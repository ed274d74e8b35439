//! README candidates and cached probe outcomes.

use serde::{Deserialize, Serialize};

/// A candidate file name together with its MIME type.
#[derive(Debug, Clone, Copy, PartialEq, Eq)]
pub struct FileType {
    pub name: &'static str,
    pub mime_type: &'static str,
}

/// README variants tried in order at the repository root.
///
/// `README`, `README.rst`, `README.txt` and `README.MD` are recognised
/// variants but are not probed.
pub const README_TYPES: &[FileType] = &[FileType {
    name: "README.md",
    mime_type: "text/markdown",
}];

/// A README located during a probe.
#[derive(Debug, Clone, PartialEq, Eq, Serialize, Deserialize)]
pub struct ReadmeFile {
    pub name: String,
    #[serde(rename = "type")]
    pub mime_type: String,
    pub content: String,
}

impl ReadmeFile {
    pub fn new(file_type: FileType, content: String) -> Self {
        Self {
            name: file_type.name.to_string(),
            mime_type: file_type.mime_type.to_string(),
            content,
        }
    }
}

/// Memoized outcome of a README probe.
#[derive(Debug, Clone, PartialEq, Eq, Serialize, Deserialize)]
#[serde(tag = "status", rename_all = "snake_case")]
pub enum CacheRecord {
    Found(ReadmeFile),
    /// Placeholder recorded when no candidate could be read.
    NotFound,
}

impl CacheRecord {
    pub const fn is_found(&self) -> bool {
        matches!(self, Self::Found(_))
    }
}
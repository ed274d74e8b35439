//! Service-to-service authentication port.

use async_trait::async_trait;

use crate::domain::errors::DomainResult;

/// Issues credentials for calls to other plugins.
#[async_trait]
pub trait ServiceAuth: Send + Sync {
    /// Token to present when calling `target_plugin_id`, if any is required.
    async fn get_plugin_request_token(&self, target_plugin_id: &str)
        -> DomainResult<Option<String>>;
}
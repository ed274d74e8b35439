//! HTTP `UrlReader` that fetches raw file content from hosting providers.

use std::sync::Arc;
use std::time::Duration;

use async_trait::async_trait;
use reqwest::{Client, StatusCode};
use tracing::{debug, instrument};

use crate::domain::errors::{DomainError, DomainResult};
use crate::domain::models::HttpConfig;
use crate::domain::ports::{IntegrationResolver, ReadError, ReadResponse, UrlReader};

/// Reads browse URLs by mapping them onto the owning integration's raw
/// content endpoint.
pub struct HttpUrlReader {
    http: Client,
    integrations: Arc<dyn IntegrationResolver>,
}

impl HttpUrlReader {
    pub fn new(http: Client, integrations: Arc<dyn IntegrationResolver>) -> Self {
        Self { http, integrations }
    }

    pub fn from_config(
        config: &HttpConfig,
        integrations: Arc<dyn IntegrationResolver>,
    ) -> DomainResult<Self> {
        Ok(Self::new(build_http_client(config)?, integrations))
    }
}

/// Build the shared HTTP client.
pub fn build_http_client(config: &HttpConfig) -> DomainResult<Client> {
    Client::builder()
        .timeout(Duration::from_secs(config.timeout_secs))
        .user_agent(config.user_agent.clone())
        .pool_max_idle_per_host(10)
        .build()
        .map_err(|e| DomainError::ValidationFailed(format!("failed to build HTTP client: {e}")))
}

#[async_trait]
impl UrlReader for HttpUrlReader {
    #[instrument(skip(self))]
    async fn read_url(&self, url: &str) -> Result<ReadResponse, ReadError> {
        let integration = self
            .integrations
            .by_url(url)
            .ok_or_else(|| ReadError::NoIntegration(url.to_string()))?;
        let raw_url = integration
            .raw_url(url)
            .map_err(|e| ReadError::InvalidUrl(e.to_string()))?;
        debug!(%raw_url, kind = %integration.kind(), "reading url");

        let mut request = self.http.get(&raw_url);
        if let Some(token) = integration.token() {
            request = request.bearer_auth(token);
        }

        let response = request
            .send()
            .await
            .map_err(|e| ReadError::Network(e.to_string()))?;

        let status = response.status();
        if status == StatusCode::NOT_FOUND {
            return Err(ReadError::NotFound(url.to_string()));
        }
        if !status.is_success() {
            return Err(ReadError::Http {
                url: url.to_string(),
                status: status.as_u16(),
            });
        }

        let bytes = response
            .bytes()
            .await
            .map_err(|e| ReadError::Network(e.to_string()))?;
        Ok(ReadResponse::new(bytes.to_vec()))
    }
}

#[cfg(test)]
mod tests {
    use super::*;
    use crate::adapters::scm::ScmIntegrations;
    use crate::domain::models::{IntegrationConfig, IntegrationKind};
    use mockito::Server;

    fn reader_for(server: &Server, token: Option<&str>) -> HttpUrlReader {
        let mut github = IntegrationConfig::new(IntegrationKind::GitHub, "github.com")
            .with_raw_base_url(server.url());
        github.token = token.map(str::to_string);
        let integrations = Arc::new(ScmIntegrations::from_config(&[github]));
        HttpUrlReader::from_config(&HttpConfig::default(), integrations).unwrap()
    }

    #[tokio::test]
    async fn test_reads_raw_content() {
        let mut server = Server::new_async().await;
        let mock = server
            .mock("GET", "/o/r/main/README.md")
            .with_status(200)
            .with_body("# Hello")
            .create_async()
            .await;

        let reader = reader_for(&server, None);
        let response = reader
            .read_url("https://github.com/o/r/blob/main/README.md")
            .await
            .unwrap();

        assert_eq!(response.text(), "# Hello");
        mock.assert_async().await;
    }

    #[tokio::test]
    async fn test_sends_bearer_token() {
        let mut server = Server::new_async().await;
        let mock = server
            .mock("GET", "/o/r/main/README.md")
            .match_header("authorization", "Bearer ghp_test")
            .with_status(200)
            .with_body("ok")
            .create_async()
            .await;

        let reader = reader_for(&server, Some("ghp_test"));
        reader
            .read_url("https://github.com/o/r/blob/main/README.md")
            .await
            .unwrap();
        mock.assert_async().await;
    }

    #[tokio::test]
    async fn test_404_is_not_found() {
        let mut server = Server::new_async().await;
        server
            .mock("GET", "/o/r/gone/README.md")
            .with_status(404)
            .create_async()
            .await;

        let reader = reader_for(&server, None);
        let err = reader
            .read_url("https://github.com/o/r/blob/gone/README.md")
            .await
            .unwrap_err();
        assert!(err.is_not_found(), "got {err:?}");
    }

    #[tokio::test]
    async fn test_server_error_is_classified() {
        let mut server = Server::new_async().await;
        server
            .mock("GET", "/o/r/main/README.md")
            .with_status(503)
            .create_async()
            .await;

        let reader = reader_for(&server, None);
        let err = reader
            .read_url("https://github.com/o/r/blob/main/README.md")
            .await
            .unwrap_err();
        assert!(matches!(err, ReadError::Http { status: 503, .. }), "got {err:?}");
    }

    #[tokio::test]
    async fn test_unknown_host_has_no_integration() {
        let server = Server::new_async().await;
        let reader = reader_for(&server, None);
        let err = reader
            .read_url("https://unknown.example/o/r/blob/main/README.md")
            .await
            .unwrap_err();
        assert!(matches!(err, ReadError::NoIntegration(_)));
    }
}
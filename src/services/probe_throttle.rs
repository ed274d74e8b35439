//! Sliding-window throttle for README probes.
//!
//! At most `limit` acquisitions complete within any window of `interval`.
//! Waiters hold the queue lock while sleeping, so they are served in
//! arrival order.

use std::collections::VecDeque;
use std::time::Duration;

use tokio::sync::Mutex;
use tokio::time::{sleep, Instant};

use crate::domain::errors::{DomainError, DomainResult};
use crate::domain::models::ThrottleConfig;

/// Shared start-rate limiter for one batch run.
#[derive(Debug)]
pub struct ProbeThrottle {
    limit: usize,
    interval: Duration,
    /// Start times inside the current window, oldest first
    starts: Mutex<VecDeque<Instant>>,
}

impl ProbeThrottle {
    /// Create a throttle allowing `limit` starts per `interval`.
    ///
    /// # Example
    /// ```
    /// use scm_insights::services::ProbeThrottle;
    /// use std::time::Duration;
    ///
    /// let throttle = ProbeThrottle::new(1, Duration::from_secs(1));
    /// ```
    pub fn new(limit: u32, interval: Duration) -> Self {
        assert!(limit > 0, "Throttle limit must be positive");

        Self {
            limit: limit as usize,
            interval,
            starts: Mutex::new(VecDeque::with_capacity(limit as usize)),
        }
    }

    /// Build from configuration, rejecting a zero limit.
    pub fn from_config(config: &ThrottleConfig) -> DomainResult<Self> {
        if config.limit == 0 {
            return Err(DomainError::ValidationFailed(
                "throttle limit must be at least 1".to_string(),
            ));
        }
        Ok(Self::new(
            config.limit,
            Duration::from_millis(config.interval_ms),
        ))
    }

    pub const fn interval(&self) -> Duration {
        self.interval
    }

    /// Wait until a start slot is free and claim it.
    pub async fn acquire(&self) {
        let mut starts = self.starts.lock().await;
        loop {
            let now = Instant::now();
            while starts
                .front()
                .is_some_and(|oldest| now.duration_since(*oldest) >= self.interval)
            {
                starts.pop_front();
            }

            if starts.len() < self.limit {
                starts.push_back(now);
                return;
            }

            let Some(oldest) = starts.front().copied() else {
                continue;
            };
            let wait = self.interval.saturating_sub(now.duration_since(oldest));
            tracing::trace!(wait_ms = wait.as_millis() as u64, "probe throttled");
            sleep(wait).await;
        }
    }
}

◆ **WHAT YOU NEED TO DO**:
Copy every line of the records above, starting with the first, up to and including the line containing "pub struct ReadmeFile".

◆ **EXERCISE RESULT**:
repository ed274d74e8b35439
//! README candidates and cached probe outcomes.

use serde::{Deserialize, Serialize};

/// A candidate file name together with its MIME type.
#[derive(Debug, Clone, Copy, PartialEq, Eq)]
pub struct FileType {
    pub name: &'static str,
    pub mime_type: &'static str,
}

/// README variants tried in order at the repository root.
///
/// `README`, `README.rst`, `README.txt` and `README.MD` are recognised
/// variants but are not probed.
pub const README_TYPES: &[FileType] = &[FileType {
    name: "README.md",
    mime_type: "text/markdown",
}];

/// A README located during a probe.
#[derive(Debug, Clone, PartialEq, Eq, Serialize, Deserialize)]
pub struct ReadmeFile {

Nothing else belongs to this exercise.